The fact is that some men view such comments as complimentary or just a bit of harmless fun. But what constitutes innocent flirting and when does it cross the line into the realm of sexual harassment?
The Human Rights Act defines sexual harassment as “unwelcome or offensive sexual behaviour that is repeated or significant enough to have a detrimental effect on another person”. It can take subtle forms such as jokes, innuendoes and leering or can be as blatant as inappropriate touching, indecent exposure and even rape. Either way it’s illegal and the perpetrator can be taken to court.
A survey conducted by the Human Rights Commission (the first of its kind in New Zealand), which questioned 1000 New Zealanders aged 18+ over a broad cross-section of people from all ages, ethnic groups, income brackets and areas of the country, indicated that 31% of women and 13% of men had experienced sexual harassment.
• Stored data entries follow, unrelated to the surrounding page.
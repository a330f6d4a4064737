use std::collections::{BTreeMap, HashMap};

use async_trait::async_trait;

use super::{not_found, LocalData, LocalService};
use crate::model::{
    CreateScenarioRequest, GlobalFilter, LicenseUsedCluster, LicenseUsedDatabase, LicenseUsedHost, ObjectId,
    Scenario, SimulatedHost, Simulation,
};
use crate::service::error::{ErrorKind, ServiceResult};
use crate::service::ScenarioService;

/// License count factor per hostname.
pub(super) type CoreScaling = HashMap<String, f64>;

pub(super) fn scaled(scaling: &CoreScaling, hostname: &str, count: f64) -> f64 {
    scaling.get(hostname).map_or(count, |factor| count * factor)
}

fn simulate<T>(scaling: &CoreScaling, view: impl Fn(&CoreScaling) -> Vec<T>) -> Simulation<T> {
    Simulation {
        actual: view(&CoreScaling::new()),
        got: view(scaling),
    }
}

impl LocalData {
    fn used_per_database(&self, filter: &GlobalFilter, scaling: &CoreScaling) -> Vec<LicenseUsedDatabase> {
        self.visible_databases(filter)
            .flat_map(|(host, db)| {
                db.licenses
                    .iter()
                    .filter(|l| !l.ignored)
                    .map(move |l| LicenseUsedDatabase {
                        hostname: host.hostname.clone(),
                        db_name: db.name.clone(),
                        license_type_id: l.license_type_id.clone(),
                        used_licenses: scaled(scaling, &host.hostname, l.count),
                    })
            })
            .collect()
    }

    fn used_per_host(&self, filter: &GlobalFilter, scaling: &CoreScaling) -> Vec<LicenseUsedHost> {
        let mut used: BTreeMap<(String, String), f64> = BTreeMap::new();
        for row in self.used_per_database(filter, scaling) {
            *used.entry((row.hostname, row.license_type_id)).or_default() += row.used_licenses;
        }
        used.into_iter()
            .map(|((hostname, license_type_id), used_licenses)| LicenseUsedHost {
                hostname,
                license_type_id,
                used_licenses,
            })
            .collect()
    }

    /// Usage of the hosts belonging to a cluster, summed per cluster.
    fn used_per_cluster(&self, filter: &GlobalFilter, scaling: &CoreScaling) -> Vec<LicenseUsedCluster> {
        let mut used: BTreeMap<(String, String), f64> = BTreeMap::new();
        for (host, db) in self.visible_databases(filter) {
            let Some(cluster) = &host.cluster else {
                continue;
            };
            for license in db.licenses.iter().filter(|l| !l.ignored) {
                *used
                    .entry((cluster.clone(), license.license_type_id.clone()))
                    .or_default() += scaled(scaling, &host.hostname, license.count);
            }
        }
        used.into_iter()
            .map(|((cluster, license_type_id), used_licenses)| LicenseUsedCluster {
                cluster,
                license_type_id,
                used_licenses,
            })
            .collect()
    }

    fn simulated_host(&self, hostname: &str, core: u32) -> ServiceResult<SimulatedHost> {
        let host = self
            .hosts
            .get(hostname)
            .filter(|h| !h.archived)
            .ok_or_else(|| not_found(ErrorKind::HostNotFound, hostname))?;
        Ok(SimulatedHost {
            id: ObjectId::generate(),
            hostname: host.hostname.clone(),
            original_core: host.cpu_cores,
            simulated_core: core,
        })
    }
}

#[async_trait]
impl ScenarioService for LocalService {
    async fn create_scenario(&self, request: CreateScenarioRequest, filter: &GlobalFilter) -> ServiceResult<Scenario> {
        self.record("create_scenario", format!("{:?}, {:?}", request, filter))?;
        let scenario = {
            let data = self.data.read();
            let hosts = request
                .hosts
                .iter()
                .map(|h| data.simulated_host(&h.hostname, h.core))
                .collect::<ServiceResult<Vec<_>>>()?;
            let scaling: CoreScaling = hosts.iter().map(|h| (h.hostname.clone(), h.scale())).collect();

            Scenario {
                id: ObjectId::generate(),
                name: request.name,
                created_at: self.now(),
                license_compliance: simulate(&scaling, |s| data.licenses_compliance_scaled(filter, s)),
                license_used_database: simulate(&scaling, |s| data.used_per_database(filter, s)),
                license_used_host: simulate(&scaling, |s| data.used_per_host(filter, s)),
                license_used_cluster: simulate(&scaling, |s| data.used_per_cluster(filter, s)),
                hosts,
            }
        };
        self.data.write().scenarios.push(scenario.clone());
        Ok(scenario)
    }

    async fn get_scenarios(&self) -> ServiceResult<Vec<Scenario>> {
        self.record("get_scenarios", String::new())?;
        Ok(self.data.read().scenarios.clone())
    }

    async fn get_scenario(&self, id: ObjectId) -> ServiceResult<Scenario> {
        self.record("get_scenario", format!("{:?}", id))?;
        self.data
            .read()
            .scenarios
            .iter()
            .find(|s| s.id == id)
            .cloned()
            .ok_or_else(|| not_found(ErrorKind::NotFound, id))
    }

    async fn remove_scenario(&self, id: ObjectId) -> ServiceResult<()> {
        self.record("remove_scenario", format!("{:?}", id))?;
        let mut data = self.data.write();
        let before = data.scenarios.len();
        data.scenarios.retain(|s| s.id != id);
        if data.scenarios.len() == before {
            return Err(not_found(ErrorKind::NotFound, id));
        }
        Ok(())
    }
}
//! HTTP handlers for the REST API.
//!
//! Every handler follows the same shape: parse the request, call one
//! service method, map the outcome to a status. Mutating handlers check
//! the read-only gate before touching the body.

pub mod admin;
pub mod agreements;
pub mod alerts;
pub mod contracts;
pub mod databases;
pub mod exadata;
pub mod hosts;
pub mod scenarios;
pub mod settings;
pub mod stats;
pub mod system;
pub mod uploads;

use axum::{
    http::StatusCode,
    response::{IntoResponse, Response},
    Json,
};
use serde_json::Value;

use super::error::ApiError;
use crate::service::{ErrorKind, ServiceError};

/// Status picked for a service error: the first matching kind wins,
/// anything else falls back to `fallback`.
pub(crate) fn error_ladder(
    ladder: &'static [(ErrorKind, StatusCode)],
    fallback: StatusCode,
) -> impl Fn(ServiceError) -> ApiError {
    move |err| {
        let status = ladder
            .iter()
            .find(|(kind, _)| err.is(*kind))
            .map_or(fallback, |(_, status)| *status);
        ApiError::service(status, err)
    }
}

/// Any service error is a 500.
pub(crate) fn internal(err: ServiceError) -> ApiError {
    ApiError::service(StatusCode::INTERNAL_SERVER_ERROR, err)
}

/// Any service error is a 422.
pub(crate) fn unprocessable(err: ServiceError) -> ApiError {
    ApiError::service(StatusCode::UNPROCESSABLE_ENTITY, err)
}

/// 200 with a JSON `null` body.
pub(crate) fn null_ok() -> Response {
    Json(Value::Null).into_response()
}

pub(crate) fn no_content() -> Response {
    StatusCode::NO_CONTENT.into_response()
}
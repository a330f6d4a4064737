use async_trait::async_trait;

use super::error::ServiceResult;
use crate::model::{ExadataInstance, ExadataPatchAdvisor, ExadataRdma, GlobalFilter};

/// Service trait for Oracle Exadata racks.
#[async_trait]
pub trait ExadataService: Send + Sync {
    /// List racks matching the filter, either the visible or the hidden ones.
    async fn list_exadata_instances(&self, filter: &GlobalFilter, hidden: bool) -> ServiceResult<Vec<ExadataInstance>>;

    async fn get_exadata_instance(&self, rack_id: &str) -> ServiceResult<ExadataInstance>;

    async fn update_exadata_vm_cluster_name(
        &self,
        rack_id: &str,
        host_id: &str,
        vm_name: &str,
        cluster_name: &str,
    ) -> ServiceResult<()>;

    async fn update_exadata_component_cluster_names(
        &self,
        rack_id: &str,
        host_id: &str,
        cluster_names: Vec<String>,
    ) -> ServiceResult<()>;

    async fn update_exadata_rdma(&self, rack_id: &str, rdma: ExadataRdma) -> ServiceResult<()>;

    async fn hide_exadata_instance(&self, rack_id: &str) -> ServiceResult<()>;

    async fn show_exadata_instance(&self, rack_id: &str) -> ServiceResult<()>;

    async fn get_exadata_patch_advisors(&self, rack_id: &str) -> ServiceResult<Vec<ExadataPatchAdvisor>>;

    async fn get_all_exadata_instances_as_xlsx(&self) -> ServiceResult<Vec<u8>>;

    async fn get_all_exadata_patch_advisors_as_xlsx(&self) -> ServiceResult<Vec<u8>>;
}
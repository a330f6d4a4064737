//! Ercole API HTTP Server Binary
//!
//! Loads the configuration, builds the in-memory service and serves the
//! REST API.
//!
//! # Usage
//!
//! ```bash
//! ERCOLE_CONFIG=/etc/ercole/ercole.toml cargo run --bin ercole-api-server
//! ```
//!
//! # Environment Variables
//!
//! - `ERCOLE_CONFIG`: configuration file (default: `./ercole.toml`, `./config/ercole.toml`)
//! - `HOST`, `PORT`: bind address overrides
//! - `ERCOLE_READ_ONLY`: reject every mutating request
//! - `ERCOLE_AUTH_SECRET`: token signing secret
//! - `RUST_LOG`: log filter (default: info)

use std::net::SocketAddr;
use std::sync::Arc;

use tracing::{info, warn};
use tracing_subscriber::{EnvFilter, FmtSubscriber};

use ercole_api::auth::BasicAuthProvider;
use ercole_api::config::Configuration;
use ercole_api::http::{create_router, AppState};
use ercole_api::service::{system_clock, ApiService, LocalService};

#[tokio::main]
async fn main() -> anyhow::Result<()> {
    FmtSubscriber::builder()
        .with_env_filter(EnvFilter::try_from_default_env().unwrap_or_else(|_| EnvFilter::new("info")))
        .with_target(true)
        .with_thread_ids(true)
        .init();

    info!("Starting Ercole API server");

    let config = Configuration::load()?;
    if config.api_service.read_only {
        warn!("Read-only mode: every mutating request will be rejected");
    }

    let auth_config = config.api_service.authentication_provider.clone();
    let service: Arc<dyn ApiService> = Arc::new(LocalService::new().with_super_user(&auth_config.password));
    let authenticator = BasicAuthProvider::new(auth_config, service.clone(), system_clock());
    info!("Service initialized successfully");

    let addr: SocketAddr = format!("{}:{}", config.api_service.bind_host, config.api_service.port).parse()?;
    let state = AppState::new(config, service, Arc::new(authenticator));
    let app = create_router(state);

    info!("Server listening on http://{}", addr);
    info!("Liveness check: http://{}/ping", addr);

    let listener = tokio::net::TcpListener::bind(addr).await?;
    axum::serve(listener, app).await?;

    Ok(())
}
use async_trait::async_trait;
use serde_json::Value;

use super::error::ServiceResult;
use crate::model::{AlertsFilter, ObjectId};

/// Service trait for alerts raised by the data service.
#[async_trait]
pub trait AlertService: Send + Sync {
    /// Search alerts, paged like the other `search_*` methods.
    async fn search_alerts(&self, filter: &AlertsFilter) -> ServiceResult<Vec<Value>>;

    async fn search_alerts_as_xlsx(&self, filter: &AlertsFilter) -> ServiceResult<Vec<u8>>;

    /// Acknowledge alerts. Unknown ids fail with `Alert not found`.
    async fn ack_alerts(&self, ids: Vec<ObjectId>) -> ServiceResult<()>;
}
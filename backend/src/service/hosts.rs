//! Host inventory operations.

use async_trait::async_trait;
use chrono::{DateTime, Utc};
use serde_json::Value;

use super::error::ServiceResult;
use crate::model::{ClusterDetail, GlobalFilter, Host, HostsMode, PatchingFunction, PatchingFunctionRequest, SearchFilter, User};

/// Service trait for hosts, their databases' tags and license flags.
#[async_trait]
pub trait HostService: Send + Sync {
    /// Search hosts. When the filter is paged the result holds a single
    /// page object; otherwise it holds every matching row.
    async fn search_hosts(&self, mode: HostsMode, filter: &SearchFilter) -> ServiceResult<Vec<Value>>;

    async fn search_hosts_as_xlsx(&self, filter: &SearchFilter) -> ServiceResult<Vec<u8>>;

    async fn get_host(&self, hostname: &str) -> ServiceResult<Host>;

    /// Mark a host as archived; archived hosts disappear from searches.
    async fn archive_host(&self, hostname: &str) -> ServiceResult<()>;

    async fn get_patching_function(&self, hostname: &str) -> ServiceResult<PatchingFunction>;

    async fn set_patching_function(
        &self,
        hostname: &str,
        request: PatchingFunctionRequest,
    ) -> ServiceResult<PatchingFunction>;

    /// Remove the host's patching function; a host without one is left as is.
    async fn delete_patching_function(&self, hostname: &str) -> ServiceResult<()>;

    async fn add_tag_to_oracle_database(&self, hostname: &str, dbname: &str, tag: &str) -> ServiceResult<()>;

    async fn delete_tag_of_oracle_database(&self, hostname: &str, dbname: &str, tag: &str) -> ServiceResult<()>;

    async fn set_license_ignored_field(
        &self,
        hostname: &str,
        dbname: &str,
        license_type_id: &str,
        ignored: bool,
    ) -> ServiceResult<()>;

    /// Search the hypervisor clusters of visible hosts. `full` keeps the
    /// virtual machines in each row.
    async fn search_clusters(&self, full: bool, filter: &SearchFilter) -> ServiceResult<Vec<Value>>;

    async fn search_clusters_as_xlsx(&self, filter: &SearchFilter) -> ServiceResult<Vec<u8>>;

    /// Cluster named `name`, as reported by a host created before `older_than`.
    async fn get_cluster(&self, name: &str, older_than: DateTime<Utc>) -> ServiceResult<ClusterDetail>;

    async fn list_locations(&self, filter: &GlobalFilter) -> ServiceResult<Vec<String>>;

    async fn list_environments(&self, filter: &GlobalFilter) -> ServiceResult<Vec<String>>;

    /// Locations the user may see. Administrators see every location.
    async fn list_user_locations(&self, user: &User) -> ServiceResult<Vec<String>>;
}
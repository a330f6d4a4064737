//! Administration: groups, roles, users and navigation nodes.
//!
//! Lookup failures other than the specific not-found kinds are reported as
//! 422, since they usually come from a bad name in the path.

use axum::{
    body::Body,
    extract::{Path, State},
    http::StatusCode,
    response::{IntoResponse, Response},
    Extension, Json,
};
use serde_json::{json, Value};
use tracing::info;

use super::{error_ladder, no_content, unprocessable};
use crate::auth::basic::BASIC_PROVIDER;
use crate::auth::CurrentUser;
use crate::http::error::{ApiError, ApiResult};
use crate::http::params::decode_json;
use crate::http::state::AppState;
use crate::model::admin::SUPER_USER;
use crate::model::{Group, Node, PasswordChange, Role, User, UserGroupsUpdate};
use crate::service::ErrorKind;

const GROUP_NOT_FOUND: &[(ErrorKind, StatusCode)] = &[(ErrorKind::GroupNotFound, StatusCode::NOT_FOUND)];
const ROLE_NOT_FOUND: &[(ErrorKind, StatusCode)] = &[(ErrorKind::RoleNotFound, StatusCode::NOT_FOUND)];
const NODE_NOT_FOUND: &[(ErrorKind, StatusCode)] = &[(ErrorKind::NodeNotFound, StatusCode::NOT_FOUND)];

/// Body name must be empty (taken from the path) or equal to the path name.
fn name_from_path(body_name: &mut String, path_name: String) -> ApiResult<()> {
    if body_name.is_empty() {
        *body_name = path_name;
    } else if *body_name != path_name {
        return Err(ApiError::bad_request("Name does not correspond"));
    }
    Ok(())
}

fn invalid(err: crate::model::ValidationError) -> ApiError {
    ApiError::bad_request(err.to_string())
}

// =============================================================================
// Groups
// =============================================================================

/// POST /admins/groups
pub async fn insert_group(State(state): State<AppState>, body: Body) -> ApiResult<Response> {
    let group: Group = decode_json(body).await?;
    group.validate().map_err(invalid)?;

    let inserted = state.service.insert_group(group).await.map_err(unprocessable)?;
    Ok((StatusCode::CREATED, Json(inserted)).into_response())
}

/// PUT /admins/groups/{name}
pub async fn update_group(
    State(state): State<AppState>,
    Path(name): Path<String>,
    body: Body,
) -> ApiResult<Json<Group>> {
    let mut group: Group = decode_json(body).await?;
    name_from_path(&mut group.name, name)?;
    group.validate().map_err(invalid)?;

    let updated = state
        .service
        .update_group(group)
        .await
        .map_err(error_ladder(GROUP_NOT_FOUND, StatusCode::UNPROCESSABLE_ENTITY))?;
    Ok(Json(updated))
}

/// GET /admins/groups
pub async fn get_groups(State(state): State<AppState>) -> ApiResult<Json<Value>> {
    let groups = state.service.get_groups().await.map_err(unprocessable)?;
    Ok(Json(json!({ "groups": groups })))
}

/// GET /admins/groups/{name}
pub async fn get_group(State(state): State<AppState>, Path(name): Path<String>) -> ApiResult<Json<Group>> {
    let group = state
        .service
        .get_group(&name)
        .await
        .map_err(error_ladder(GROUP_NOT_FOUND, StatusCode::UNPROCESSABLE_ENTITY))?;
    Ok(Json(group))
}

/// DELETE /admins/groups/{name}
///
/// Refused while any user still belongs to the group.
pub async fn delete_group(State(state): State<AppState>, Path(name): Path<String>) -> ApiResult<Response> {
    let users = state.service.list_users().await.map_err(unprocessable)?;
    if users.iter().any(|user| user.groups.contains(&name)) {
        return Err(ApiError::bad_request(ErrorKind::GroupCannotBeDeleted.as_str()));
    }

    state
        .service
        .delete_group(&name)
        .await
        .map_err(error_ladder(GROUP_NOT_FOUND, StatusCode::UNPROCESSABLE_ENTITY))?;
    Ok(no_content())
}

// =============================================================================
// Roles
// =============================================================================

/// POST /admins/roles
pub async fn insert_role(State(state): State<AppState>, body: Body) -> ApiResult<Response> {
    let role: Role = decode_json(body).await?;
    role.validate().map_err(invalid)?;

    let inserted = state.service.insert_role(role).await.map_err(unprocessable)?;
    Ok((StatusCode::CREATED, Json(inserted)).into_response())
}

/// PUT /admins/roles/{name}
pub async fn update_role(
    State(state): State<AppState>,
    Path(name): Path<String>,
    body: Body,
) -> ApiResult<Json<Role>> {
    let mut role: Role = decode_json(body).await?;
    name_from_path(&mut role.name, name)?;

    let updated = state
        .service
        .update_role(role)
        .await
        .map_err(error_ladder(ROLE_NOT_FOUND, StatusCode::UNPROCESSABLE_ENTITY))?;
    Ok(Json(updated))
}

/// GET /admins/roles
pub async fn get_roles(State(state): State<AppState>) -> ApiResult<Json<Value>> {
    let roles = state.service.get_roles().await.map_err(unprocessable)?;
    Ok(Json(json!({ "roles": roles })))
}

/// GET /admins/roles/{name}
pub async fn get_role(State(state): State<AppState>, Path(name): Path<String>) -> ApiResult<Json<Role>> {
    let role = state
        .service
        .get_role(&name)
        .await
        .map_err(error_ladder(ROLE_NOT_FOUND, StatusCode::UNPROCESSABLE_ENTITY))?;
    Ok(Json(role))
}

/// DELETE /admins/roles/{name}
pub async fn delete_role(State(state): State<AppState>, Path(name): Path<String>) -> ApiResult<Response> {
    state
        .service
        .delete_role(&name)
        .await
        .map_err(error_ladder(ROLE_NOT_FOUND, StatusCode::UNPROCESSABLE_ENTITY))?;
    Ok(no_content())
}

// =============================================================================
// Users
// =============================================================================

/// GET /admins/users
pub async fn get_users(State(state): State<AppState>) -> ApiResult<Json<Vec<User>>> {
    let users = state.service.list_users().await.map_err(unprocessable)?;
    Ok(Json(users))
}

/// GET /admins/users/{username}
pub async fn get_user(State(state): State<AppState>, Path(username): Path<String>) -> ApiResult<Json<User>> {
    let user = state.service.get_user(&username).await.map_err(unprocessable)?;
    Ok(Json(user))
}

/// POST /admins/users
pub async fn add_user(State(state): State<AppState>, body: Body) -> ApiResult<Response> {
    let mut user: User = decode_json(body).await?;
    if user.password.is_empty() {
        return Err(ApiError::bad_request(ErrorKind::InvalidPassword.as_str()));
    }
    user.provider = BASIC_PROVIDER.to_string();

    let username = user.username.clone();
    state.service.add_user(user).await.map_err(unprocessable)?;
    info!(%username, "User added");
    Ok(StatusCode::CREATED.into_response())
}

/// PUT /admins/users/{username}
pub async fn update_user(
    State(state): State<AppState>,
    Path(username): Path<String>,
    body: Body,
) -> ApiResult<Response> {
    let update: UserGroupsUpdate = decode_json(body).await?;
    state
        .service
        .update_user_groups(&username, update.groups)
        .await
        .map_err(unprocessable)?;
    Ok(no_content())
}

/// DELETE /admins/users/{username}
pub async fn remove_user(State(state): State<AppState>, Path(username): Path<String>) -> ApiResult<Response> {
    if username == SUPER_USER {
        return Err(ApiError::bad_request(ErrorKind::SuperUserCannotBeDeleted.as_str()));
    }
    state.service.remove_user(&username).await.map_err(unprocessable)?;
    Ok(no_content())
}

/// POST /admins/users/{username}/reset-password
///
/// Answers with the generated password; the user must change it at the
/// next login.
pub async fn new_password(State(state): State<AppState>, Path(username): Path<String>) -> ApiResult<Json<String>> {
    let user = state.service.get_user(&username).await.map_err(unprocessable)?;
    let password = state.service.new_password(&user.username).await.map_err(unprocessable)?;
    state
        .service
        .add_limited_group(&user.username)
        .await
        .map_err(|err| ApiError::service(StatusCode::BAD_REQUEST, err))?;
    Ok(Json(password))
}

/// PUT /users/{username}/change-password
pub async fn change_password(
    State(state): State<AppState>,
    Extension(caller): Extension<CurrentUser>,
    Path(username): Path<String>,
    body: Body,
) -> ApiResult<Response> {
    if !caller.is_admin() && caller.username() != username {
        return Err(ApiError::unauthorized(ErrorKind::InvalidUser.as_str()));
    }

    let change: PasswordChange = decode_json(body).await?;
    if change.new_password != change.confirmed_password {
        return Err(ApiError::bad_request(ErrorKind::InvalidPassword.as_str()));
    }

    state
        .service
        .update_password(&username, &change.old_password, &change.new_password)
        .await
        .map_err(|err| ApiError::service(StatusCode::BAD_REQUEST, err))?;
    state
        .service
        .remove_limited_group(&username)
        .await
        .map_err(|err| ApiError::service(StatusCode::BAD_REQUEST, err))?;
    Ok(no_content())
}

// =============================================================================
// Nodes
// =============================================================================

/// GET /nodes
pub async fn get_nodes(State(state): State<AppState>) -> ApiResult<Json<Vec<Node>>> {
    let nodes = state.service.get_nodes().await.map_err(unprocessable)?;
    Ok(Json(nodes))
}

/// GET /nodes/{name}
pub async fn get_node(State(state): State<AppState>, Path(name): Path<String>) -> ApiResult<Json<Node>> {
    let node = state
        .service
        .get_node(&name)
        .await
        .map_err(error_ladder(NODE_NOT_FOUND, StatusCode::UNPROCESSABLE_ENTITY))?;
    Ok(Json(node))
}

/// POST /nodes
pub async fn add_node(State(state): State<AppState>, body: Body) -> ApiResult<Response> {
    let node: Node = decode_json(body).await?;
    node.validate().map_err(invalid)?;

    let added = state.service.add_node(node).await.map_err(unprocessable)?;
    Ok((StatusCode::CREATED, Json(added)).into_response())
}

/// PUT /nodes/{name}
pub async fn update_node(
    State(state): State<AppState>,
    Path(name): Path<String>,
    body: Body,
) -> ApiResult<Json<Node>> {
    let mut node: Node = decode_json(body).await?;
    name_from_path(&mut node.name, name)?;

    let updated = state
        .service
        .update_node(node)
        .await
        .map_err(error_ladder(NODE_NOT_FOUND, StatusCode::UNPROCESSABLE_ENTITY))?;
    Ok(Json(updated))
}

/// DELETE /nodes/{name}
pub async fn delete_node(State(state): State<AppState>, Path(name): Path<String>) -> ApiResult<Response> {
    state
        .service
        .delete_node(&name)
        .await
        .map_err(error_ladder(NODE_NOT_FOUND, StatusCode::UNPROCESSABLE_ENTITY))?;
    Ok(no_content())
}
“Like a number of women’s issues sexual harassment wasn’t really named or understood until the women’s movement in the mid 70’s - it was just behaviour you had to tolerate. In the early 80’s we started to define it in New Zealand and complaints started trickling in,” explains Commission Human Rights Team Educator Lana Hart.
Sexual harassment has been recognised as unlawful in New Zealand since 1985. This means that it is now against the law under the Human Rights Act and the harasser can be taken to court and sued.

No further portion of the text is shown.